Garfield Clean Energy and partners host
first-ever EV Ride & Drive in Rifle
Event is part of National Drive Electric Week
Clean Energy Economy News
Drivers are invited to get behind the wheel of a plug-in electric car at Rifle’s first-ever electric vehicle ride-and-drive event this Thursday, Sept. 17.
The free event offers motorists a chance to learn about several models of plug-in electric vehicles (EVs) and about options for charging at home, at work and at the growing number of public charging stations across the state and country.

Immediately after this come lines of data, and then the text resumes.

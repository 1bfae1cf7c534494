//! Authority Role
//!
//! - Unresolved: resolution has not finished; grants nothing
//! - Host: sole producer of sensing data and anchor pose
//! - Follower: consumes replicated state only

use crate::collaborators::Session;

/// Authority of this process over shared sensing and anchor state
#[derive(Debug, Clone, Copy, PartialEq, Eq, Default)]
pub enum Authority {
    /// Resolution still in progress
    #[default]
    Unresolved,

    /// This process holds authority
    Host,

    /// Another participant holds authority
    Follower,
}

impl Authority {
    /// Check if this is the Host.
    pub fn is_host(&self) -> bool {
        matches!(self, Self::Host)
    }

    /// Check if this is a Follower.
    pub fn is_follower(&self) -> bool {
        matches!(self, Self::Follower)
    }

    /// Check if resolution has finished.
    pub fn is_resolved(&self) -> bool {
        !matches!(self, Self::Unresolved)
    }

    /// Get state name for observability.
    pub fn state_name(&self) -> &'static str {
        match self {
            Self::Unresolved => "unresolved",
            Self::Host => "host",
            Self::Follower => "follower",
        }
    }

    fn from_flag(host: bool) -> Self {
        if host {
            Self::Host
        } else {
            Self::Follower
        }
    }
}

/// Derive authority from the session's live flags.
///
/// A missing or stopped session yields the fallback. A running session
/// grants authority to the server or to the elected master among equals.
pub fn derive_authority(session: Option<&dyn Session>, treat_no_session_as_host: bool) -> Authority {
    match session {
        Some(s) if s.is_running() => Authority::from_flag(s.is_server() || s.is_elected_master()),
        _ => Authority::from_flag(treat_no_session_as_host),
    }
}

Introducing drivers to electric vehicles is part of Garfield Clean Energy’s multi-pronged effort to build energy security and economic resilience through alternative fuels.

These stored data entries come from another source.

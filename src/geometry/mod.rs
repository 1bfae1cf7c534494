//! Spatial primitives
//!
//! Minimal vector, rotation and pose math needed by the coordination core:
//! - Positions and directions (`Vec3`)
//! - Unit rotations (`Quat`) with yaw extraction and yaw replacement
//! - Rigid poses (`Pose`) with composition and inversion
//! - Axis-aligned bounds (`Aabb`)
//!
//! Conventions: Y is up, angles are degrees, yaw is rotation about +Y
//! measured from +Z toward +X.

mod pose;
mod vector;

pub use pose::{Aabb, Pose};
pub use vector::{Quat, Vec3};

/// Clamp `value` into `[min, max]`.
pub fn clamp(value: f32, min: f32, max: f32) -> f32 {
    if value < min {
        min
    } else if value > max {
        max
    } else {
        value
    }
}

/// Linear interpolation, `t` unclamped.
pub fn lerp(from: f32, to: f32, t: f32) -> f32 {
    from + (to - from) * t
}

/// Hermite ease-in/ease-out between `from` and `to`.
///
/// `t` is clamped to `[0, 1]` first, so the curve never overshoots.
pub fn smoothstep(from: f32, to: f32, t: f32) -> f32 {
    let t = clamp(t, 0.0, 1.0);
    let t = -2.0 * t * t * t + 3.0 * t * t;
    to * t + from * (1.0 - t)
}

/// Shortest signed difference between two angles in degrees, in `(-180, 180]`.
pub fn delta_angle(current: f32, target: f32) -> f32 {
    let mut delta = (target - current).rem_euclid(360.0);
    if delta > 180.0 {
        delta -= 360.0;
    }
    delta
}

Rifle’s EV Ride and Drive is set for 5 to 7 p.m. on Thursday, Sept. 17, at the Rifle City Hall and Rifle Branch Library parking lot. The event is one block from the Rifle Farmer’s Market, open the same evening.
Rifle’s ride and drive is one of 167 electric vehicle events happening across the country for National Drive Electric Week, running Sept. 12-20.
Mountain Chevrolet will show two Chevy Volts and Glenwood Springs Ford will show the Ford C-Max Energi, with knowledgeable sales staff offering test drives.
Electric vehicle experts Matt Shmigelsky of Garfield Clean Energy and Zac Sutherland of Garfield County Environmental Health will be on hand to answer questions about vehicle charging, other makes and models on the market, and the attractive state and federal tax credits offered for new plug-in electric vehicles.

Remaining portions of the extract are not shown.